What you will do:
Find the line with "pub fn new(pool: DbPool)" in the entries below, then reproduce it and every line after it down to and including the line with "ON DELETE CASCADE.", exactly.

Given records:
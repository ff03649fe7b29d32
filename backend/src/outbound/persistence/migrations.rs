//! Embedded schema migrations.

use diesel::{Connection, PgConnection};
use diesel_migrations::{EmbeddedMigrations, MigrationHarness, embed_migrations};
use tracing::info;

use crate::domain::ports::StoreError;

const MIGRATIONS: EmbeddedMigrations = embed_migrations!("migrations");

/// Apply pending migrations over a short-lived synchronous connection.
///
/// Runs on the blocking pool because `diesel_migrations` only drives
/// synchronous connections.
pub async fn run_migrations(database_url: &str) -> Result<(), StoreError> {
    let url = database_url.to_owned();
    tokio::task::spawn_blocking(move || {
        let mut conn = PgConnection::establish(&url)
            .map_err(|err| StoreError::connection(err.to_string()))?;
        let applied = conn
            .run_pending_migrations(MIGRATIONS)
            .map_err(|err| StoreError::query(format!("migration: {err}")))?;
        info!(applied = applied.len(), "database migrations applied");
        Ok(())
    })
    .await
    .map_err(|err| StoreError::query(format!("migration task: {err}")))?
}
//! Persisted credential records: refresh tokens and one-time tokens.

use chrono::{DateTime, Utc};
use serde::{Deserialize, Serialize};

use super::user::UserId;

/// Stored refresh token.
///
/// The token string is the row's identity; `jti` ties it to the access token
/// issued in the same login or rotation.
#[derive(Debug, Clone, PartialEq, Eq)]
pub struct RefreshTokenRecord {
    pub token: String,
    pub user_id: UserId,
    pub jti: String,
    pub revoked: bool,
    pub expires_at: DateTime<Utc>,
    pub created_at: DateTime<Utc>,
}

impl RefreshTokenRecord {
    /// Whether the row may still be exchanged or back an access token.
    pub fn is_usable(&self, now: DateTime<Utc>) -> bool {
        !self.revoked && now < self.expires_at
    }
}

/// Flow a one-time token row belongs to.
#[derive(Debug, Clone, Copy, PartialEq, Eq, Hash, Serialize, Deserialize)]
#[serde(rename_all = "snake_case")]
pub enum OneTimePurpose {
    PasswordReset,
    EmailChange,
}

impl OneTimePurpose {
    pub fn as_str(self) -> &'static str {
        match self {
            Self::PasswordReset => "password_reset",
            Self::EmailChange => "email_change",
        }
    }

    pub fn parse(raw: &str) -> Option<Self> {
        match raw {
            "password_reset" => Some(Self::PasswordReset),
            "email_change" => Some(Self::EmailChange),
            _ => None,
        }
    }
}

/// Stored single-use token proving a signed link has not been consumed.
#[derive(Debug, Clone, PartialEq, Eq)]
pub struct OneTimeToken {
    pub token: String,
    pub user_id: UserId,
    pub purpose: OneTimePurpose,
    /// Requested address for email changes.
    pub new_email: Option<String>,
    pub created_at: DateTime<Utc>,
}

/// Result of a conditional refresh-token rotation.
#[derive(Debug, Clone, Copy, PartialEq, Eq)]
pub enum RotationOutcome {
    /// The presented row was revoked and its replacement stored.
    Rotated,
    /// The presented row was already revoked or missing; nothing changed.
    Stale,
}

/// Result of consuming a one-time token.
#[derive(Debug, Clone, Copy, PartialEq, Eq)]
pub enum ConsumeOutcome {
    Applied,
    /// The row was gone; the whole unit of work was rolled back.
    AlreadyConsumed,
}
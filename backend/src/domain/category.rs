//! Placemark categories.

use chrono::{DateTime, Utc};
use serde::{Deserialize, Serialize};

pub use super::ids::CategoryId;
use super::user::UserId;
use super::{Error, auth::field_error};

/// Minimum length of a category name.
pub const CATEGORY_NAME_MIN: usize = 2;

#[derive(Debug, Clone, PartialEq, Eq, Serialize, Deserialize)]
#[serde(rename_all = "camelCase")]
pub struct Category {
    pub id: CategoryId,
    pub name: String,
    pub description: Option<String>,
    /// Cleared when the creating account is deleted.
    pub created_by: Option<UserId>,
    pub created_at: DateTime<Utc>,
}

/// Validated input for category creation.
#[derive(Debug, Clone, PartialEq, Eq)]
pub struct NewCategory {
    name: String,
    description: Option<String>,
}

impl NewCategory {
    pub fn try_new(name: &str, description: Option<&str>) -> Result<Self, Error> {
        let name = name.trim();
        if name.chars().count() < CATEGORY_NAME_MIN {
            return Err(field_error(
                "name",
                format!("name must be at least {CATEGORY_NAME_MIN} characters"),
            ));
        }
        Ok(Self {
            name: name.to_owned(),
            description: description
                .map(str::trim)
                .filter(|d| !d.is_empty())
                .map(str::to_owned),
        })
    }

    pub fn name(&self) -> &str {
        &self.name
    }

    pub fn description(&self) -> Option<&str> {
        self.description.as_deref()
    }
}
//! Cloudinary unsigned-upload image host.
//!
//! Posts the image as a base64 data URI together with an unsigned upload
//! preset and returns the `secure_url` of the stored asset.

use std::time::Duration;

use async_trait::async_trait;
use base64::Engine as _;
use base64::engine::general_purpose::STANDARD;
use reqwest::{Client, StatusCode, Url};
use serde::Deserialize;

use super::http_support::{body_preview, build_client};
use crate::domain::ports::{ImageHost, ImageHostError};

const CLOUDINARY_API: &str = "https://api.cloudinary.com/v1_1/";

pub struct CloudinaryImageHost {
    client: Client,
    upload_url: Url,
    upload_preset: String,
}

impl CloudinaryImageHost {
    /// # Errors
    ///
    /// Returns [`ImageHostError::Transport`] when the cloud name does not
    /// form a valid URL or the client cannot be built.
    pub fn new(
        cloud_name: &str,
        upload_preset: impl Into<String>,
        timeout: Duration,
    ) -> Result<Self, ImageHostError> {
        let upload_url = Url::parse(CLOUDINARY_API)
            .and_then(|api| api.join(&format!("{cloud_name}/image/upload")))
            .map_err(|err| ImageHostError::transport(format!("invalid cloud name: {err}")))?;
        let client =
            build_client(timeout).map_err(|err| ImageHostError::transport(err.to_string()))?;
        Ok(Self {
            client,
            upload_url,
            upload_preset: upload_preset.into(),
        })
    }
}

#[derive(Debug, Deserialize)]
struct UploadResponseDto {
    secure_url: String,
}

#[async_trait]
impl ImageHost for CloudinaryImageHost {
    async fn upload(&self, bytes: Vec<u8>) -> Result<String, ImageHostError> {
        let file = data_uri(&bytes);
        let response = self
            .client
            .post(self.upload_url.clone())
            .form(&[
                ("file", file.as_str()),
                ("upload_preset", self.upload_preset.as_str()),
            ])
            .send()
            .await
            .map_err(|err| ImageHostError::transport(err.to_string()))?;

        let status = response.status();
        let body = response
            .bytes()
            .await
            .map_err(|err| ImageHostError::transport(err.to_string()))?;
        if !status.is_success() {
            return Err(map_status_error(status, &body));
        }
        let decoded: UploadResponseDto = serde_json::from_slice(&body).map_err(|err| {
            ImageHostError::rejected(status.as_u16(), format!("unexpected upload response: {err}"))
        })?;
        Ok(decoded.secure_url)
    }
}

fn map_status_error(status: StatusCode, body: &[u8]) -> ImageHostError {
    if status.is_client_error() {
        ImageHostError::rejected(status.as_u16(), body_preview(body))
    } else {
        ImageHostError::transport(format!("status {}: {}", status.as_u16(), body_preview(body)))
    }
}

/// Sniff the media type from magic bytes; unknown content is sent as
/// octet-stream and left for the host to reject.
fn media_type(bytes: &[u8]) -> &'static str {
    match bytes {
        [0xFF, 0xD8, 0xFF, ..] => "image/jpeg",
        [0x89, b'P', b'N', b'G', ..] => "image/png",
        [b'G', b'I', b'F', b'8', ..] => "image/gif",
        [b'R', b'I', b'F', b'F', _, _, _, _, b'W', b'E', b'B', b'P', ..] => "image/webp",
        _ => "application/octet-stream",
    }
}

fn data_uri(bytes: &[u8]) -> String {
    format!("data:{};base64,{}", media_type(bytes), STANDARD.encode(bytes))
}
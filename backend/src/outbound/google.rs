//! Google ID-token verifier backed by the `tokeninfo` endpoint.
//!
//! Google checks the signature and expiry; this adapter checks that the token
//! was minted for our client id and maps the payload onto [`GoogleProfile`].

use std::time::Duration;

use async_trait::async_trait;
use reqwest::{Client, Url};
use serde::Deserialize;
use tracing::warn;

use super::http_support::{body_preview, build_client};
use crate::domain::ports::{GoogleProfile, OAuthVerifier, OAuthVerifierError};

const TOKENINFO_URL: &str = "https://oauth2.googleapis.com/tokeninfo";

pub struct GoogleTokenVerifier {
    client: Client,
    endpoint: Url,
    client_id: String,
}

impl GoogleTokenVerifier {
    /// # Errors
    ///
    /// Returns [`OAuthVerifierError::Transport`] when the client cannot be
    /// built.
    pub fn new(client_id: impl Into<String>, timeout: Duration) -> Result<Self, OAuthVerifierError> {
        let endpoint = Url::parse(TOKENINFO_URL)
            .map_err(|err| OAuthVerifierError::transport(err.to_string()))?;
        let client =
            build_client(timeout).map_err(|err| OAuthVerifierError::transport(err.to_string()))?;
        Ok(Self {
            client,
            endpoint,
            client_id: client_id.into(),
        })
    }
}

/// `tokeninfo` encodes booleans as strings.
#[derive(Debug, Deserialize)]
struct TokenInfoDto {
    aud: String,
    sub: String,
    email: Option<String>,
    #[serde(default)]
    email_verified: Option<String>,
    given_name: Option<String>,
    family_name: Option<String>,
}

#[async_trait]
impl OAuthVerifier for GoogleTokenVerifier {
    async fn verify(&self, id_token: &str) -> Result<GoogleProfile, OAuthVerifierError> {
        let response = self
            .client
            .get(self.endpoint.clone())
            .query(&[("id_token", id_token)])
            .send()
            .await
            .map_err(|err| OAuthVerifierError::transport(err.to_string()))?;

        let status = response.status();
        let body = response
            .bytes()
            .await
            .map_err(|err| OAuthVerifierError::transport(err.to_string()))?;
        if status.is_client_error() {
            return Err(OAuthVerifierError::rejected(body_preview(&body)));
        }
        if !status.is_success() {
            return Err(OAuthVerifierError::transport(format!(
                "status {}",
                status.as_u16()
            )));
        }
        profile_from_tokeninfo(&body, &self.client_id)
    }
}

fn profile_from_tokeninfo(
    body: &[u8],
    client_id: &str,
) -> Result<GoogleProfile, OAuthVerifierError> {
    let info: TokenInfoDto = serde_json::from_slice(body)
        .map_err(|err| OAuthVerifierError::rejected(format!("unreadable token info: {err}")))?;
    if info.aud != client_id {
        warn!(audience = %info.aud, "google token issued for another client");
        return Err(OAuthVerifierError::rejected("audience mismatch"));
    }
    let Some(email) = info.email else {
        return Err(OAuthVerifierError::rejected("token carries no email"));
    };
    Ok(GoogleProfile {
        subject: info.sub,
        email,
        email_verified: info.email_verified.as_deref() == Some("true"),
        given_name: info.given_name,
        family_name: info.family_name,
    })
}
//! PostgreSQL-backed `ReviewRepository`.

use async_trait::async_trait;
use diesel::prelude::*;
use diesel_async::RunQueryDsl;

use crate::domain::ports::{ReviewRepository, StoreError};
use crate::domain::{PlacemarkId, Review, ReviewId};

use super::error_mapping::{map_diesel_error, map_pool_error};
use super::models::ReviewRow;
use super::pool::DbPool;
use super::schema::reviews;

#[derive(Clone)]
pub struct DieselReviewRepository {
    pool: DbPool,
}

impl DieselReviewRepository {
    pub fn new(pool: DbPool) -> Self {
        Self { pool }
    }
}

#[async_trait]
impl ReviewRepository for DieselReviewRepository {
    async fn find(&self, id: ReviewId) -> Result<Option<Review>, StoreError> {
        let mut conn = self.pool.get().await.map_err(map_pool_error)?;
        let row = reviews::table
            .find(*id.as_uuid())
            .select(ReviewRow::as_select())
            .first::<ReviewRow>(&mut conn)
            .await
            .optional()
            .map_err(map_diesel_error)?;
        row.map(ReviewRow::into_domain).transpose()
    }

    async fn list_for_placemark(
        &self,
        placemark_id: PlacemarkId,
    ) -> Result<Vec<Review>, StoreError> {
        let mut conn = self.pool.get().await.map_err(map_pool_error)?;
        reviews::table
            .filter(reviews::placemark_id.eq(*placemark_id.as_uuid()))
            .order(reviews::created_at.asc())
            .select(ReviewRow::as_select())
            .load::<ReviewRow>(&mut conn)
            .await
            .map_err(map_diesel_error)?
            .into_iter()
            .map(ReviewRow::into_domain)
            .collect()
    }

    async fn insert(&self, review: &Review) -> Result<(), StoreError> {
        let mut conn = self.pool.get().await.map_err(map_pool_error)?;
        diesel::insert_into(reviews::table)
            .values(ReviewRow::from(review))
            .execute(&mut conn)
            .await
            .map_err(map_diesel_error)?;
        Ok(())
    }

    async fn delete(&self, id: ReviewId) -> Result<bool, StoreError> {
        // Replies reference their parent with ON DELETE CASCADE.
        let mut conn = self.pool.get().await.map_err(map_pool_error)?;
        let deleted = diesel::delete(reviews::table.find(*id.as_uuid()))
            .execute(&mut conn)
            .await
            .map_err(map_diesel_error)?;
        Ok(deleted > 0)
    }
}
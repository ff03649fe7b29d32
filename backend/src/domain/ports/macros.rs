//! `define_port_error!`: declares a port error enum together with snake-case
//! constructors for each variant.
//!
//! ```ignore
//! define_port_error! {
//!     pub enum GeocoderError {
//!         Transport { message: String } => "transport failed: {message}",
//!         Disabled => "geocoding disabled",
//!     }
//! }
//! let err = GeocoderError::transport("timeout");
//! ```
//!
//! Struct-variant constructors take `impl Into<T>` for each field so callers
//! can pass `&str` where a `String` is stored.

macro_rules! define_port_error {
    (
        $(#[$outer:meta])*
        pub enum $name:ident {
            $(
                $(#[$variant_meta:meta])*
                $variant:ident $( { $($field:ident : $ty:ty),* $(,)? } )? => $message:expr
            ),* $(,)?
        }
    ) => {
        $(#[$outer])*
        #[derive(Debug, Clone, PartialEq, Eq, thiserror::Error)]
        pub enum $name {
            $(
                $(#[$variant_meta])*
                #[error($message)]
                $variant $( { $($field : $ty),* } )?,
            )*
        }

        impl $name {
            $(
                define_port_error!(@constructor $variant $( { $($field : $ty),* } )?);
            )*
        }
    };

    (@constructor $variant:ident) => {
        ::paste::paste! {
            pub fn [<$variant:snake>]() -> Self {
                Self::$variant
            }
        }
    };

    (@constructor $variant:ident { $($field:ident : $ty:ty),* }) => {
        define_port_error!(@fields $variant [] [] $( $field : $ty, )*);
    };

    (@fields $variant:ident [$($params:tt)*] [$($inits:tt)*]) => {
        ::paste::paste! {
            pub fn [<$variant:snake>]($($params)*) -> Self {
                Self::$variant { $($inits)* }
            }
        }
    };

    (@fields $variant:ident [$($params:tt)*] [$($inits:tt)*] $field:ident : $ty:ty, $($rest:tt)*) => {
        define_port_error!(
            @fields
            $variant
            [$($params)* $field: impl Into<$ty>,]
            [$($inits)* $field: $field.into(),]
            $($rest)*
        );
    };
}

pub(crate) use define_port_error;
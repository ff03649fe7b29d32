//! Domain primitives, services and ports.
//!
//! Purpose: hold the credential lifecycle (token codec, session manager,
//! authorization guard) and the catalogue rules (ownership policy, privacy
//! scrubber) independent of HTTP and storage. Services receive their ports as
//! `Arc<dyn Port>` at construction time.
//!
//! Public surface:
//! - Error / ErrorCode: transport-agnostic failure payload.
//! - AuthError: closed set of credential failures with its mapping table.
//! - TokenCodec, SessionManager, AuthGuard, AccountService, AdminService.
//! - CategoryService, PlacemarkService, ReviewService.

pub mod account;
pub mod admin;
pub mod auth;
pub mod auth_error;
pub mod category;
pub mod category_service;
pub mod credential_store;
pub mod credentials;
pub mod error;
pub mod guard;
mod ids;
pub mod placemark;
pub mod placemark_service;
pub mod policy;
pub mod ports;
pub mod privacy;
pub mod review;
pub mod review_service;
pub mod session;
pub mod tokens;
pub mod trace_id;
pub mod user;

pub use self::account::{AccountService, ProfileUpdate};
pub use self::admin::AdminService;
pub use self::auth::{
    LoginCredentials, LoginValidationError, NewPassword, PasswordPolicyError, Registration,
};
pub use self::auth_error::AuthError;
pub use self::category::{Category, CategoryId, NewCategory};
pub use self::category_service::CategoryService;
pub use self::credential_store::{CredentialStore, Passwords};
pub use self::credentials::{
    ConsumeOutcome, OneTimePurpose, OneTimeToken, RefreshTokenRecord, RotationOutcome,
};
pub use self::error::{Error, ErrorCode};
pub use self::guard::{AuthGuard, Identity, bearer_token};
pub use self::placemark::{
    Address, Coordinates, Placemark, PlacemarkChanges, PlacemarkDraft, PlacemarkId,
};
pub use self::placemark_service::PlacemarkService;
pub use self::privacy::HIDDEN_STREET;
pub use self::review::{Review, ReviewDraft, ReviewId, ReviewThread};
pub use self::review_service::ReviewService;
pub use self::session::{AppLinks, LoginOutcome, SessionManager, TokenPair};
pub use self::tokens::{TokenCodec, TokenError, TokenTtls};
pub use self::trace_id::{TRACE_ID_HEADER, TraceId};
pub use self::user::{
    Email, GOOGLE_PROVIDER, OAuthLink, PasswordHash, Profile, PublicUser, Role, User, UserId,
    UserValidationError, normalize_email, title_case,
};

/// Convenient service result alias.
///
/// # Examples
/// ```
/// use campsite::domain::{ApiResult, Error};
///
/// fn handler() -> ApiResult<()> {
///     Err(Error::forbidden("nope"))
/// }
/// assert!(handler().is_err());
/// ```
pub type ApiResult<T> = Result<T, Error>;
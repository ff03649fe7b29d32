//! HTTP inbound adapter exposing REST endpoints.

use actix_web::web;

pub mod account;
pub mod admin;
pub mod auth;
pub mod categories;
pub mod cookies;
pub mod error;
pub mod health;
pub mod identity;
pub mod placemarks;
pub mod rate_limit;
pub mod responses;
pub mod reviews;
pub mod state;
#[cfg(test)]
pub mod test_utils;
pub mod validation;

pub use error::ApiResult;

/// Largest accepted raw request body, sized for placemark images.
pub const MAX_UPLOAD_BYTES: usize = 5 * 1024 * 1024;

/// Register extractor configuration and every route.
///
/// The caller supplies `web::Data<HttpState>` and `web::Data<HealthState>`.
pub fn configure(cfg: &mut web::ServiceConfig) {
    cfg.app_data(validation::json_config())
        .app_data(validation::query_config())
        .app_data(web::PayloadConfig::new(MAX_UPLOAD_BYTES))
        .service(health::ready)
        .service(health::live)
        .service(auth::register)
        .service(auth::login)
        .service(auth::refresh)
        .service(auth::logout)
        .service(auth::change_password)
        .service(auth::forgot_password)
        .service(auth::reset_password)
        .service(auth::verify_email)
        .service(auth::google_sign_in)
        .service(account::current_user)
        .service(account::update_profile)
        .service(account::delete_account)
        .service(account::request_email_change)
        .service(account::confirm_email_change)
        .service(categories::list_categories)
        .service(categories::create_category)
        .service(categories::delete_category)
        .service(placemarks::list_placemarks)
        .service(placemarks::create_placemark)
        .service(placemarks::get_placemark)
        .service(placemarks::update_placemark)
        .service(placemarks::delete_placemark)
        .service(placemarks::upload_image)
        .service(reviews::list_reviews)
        .service(reviews::create_review)
        .service(reviews::delete_review)
        .service(admin::list_users)
        .service(admin::delete_user)
        .service(admin::set_role);
}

Output for this task:
    pub fn new(pool: DbPool) -> Self {
        Self { pool }
    }
}

#[async_trait]
impl ReviewRepository for DieselReviewRepository {
    async fn find(&self, id: ReviewId) -> Result<Option<Review>, StoreError> {
        let mut conn = self.pool.get().await.map_err(map_pool_error)?;
        let row = reviews::table
            .find(*id.as_uuid())
            .select(ReviewRow::as_select())
            .first::<ReviewRow>(&mut conn)
            .await
            .optional()
            .map_err(map_diesel_error)?;
        row.map(ReviewRow::into_domain).transpose()
    }

    async fn list_for_placemark(
        &self,
        placemark_id: PlacemarkId,
    ) -> Result<Vec<Review>, StoreError> {
        let mut conn = self.pool.get().await.map_err(map_pool_error)?;
        reviews::table
            .filter(reviews::placemark_id.eq(*placemark_id.as_uuid()))
            .order(reviews::created_at.asc())
            .select(ReviewRow::as_select())
            .load::<ReviewRow>(&mut conn)
            .await
            .map_err(map_diesel_error)?
            .into_iter()
            .map(ReviewRow::into_domain)
            .collect()
    }

    async fn insert(&self, review: &Review) -> Result<(), StoreError> {
        let mut conn = self.pool.get().await.map_err(map_pool_error)?;
        diesel::insert_into(reviews::table)
            .values(ReviewRow::from(review))
            .execute(&mut conn)
            .await
            .map_err(map_diesel_error)?;
        Ok(())
    }

    async fn delete(&self, id: ReviewId) -> Result<bool, StoreError> {
        // Replies reference their parent with ON DELETE CASCADE.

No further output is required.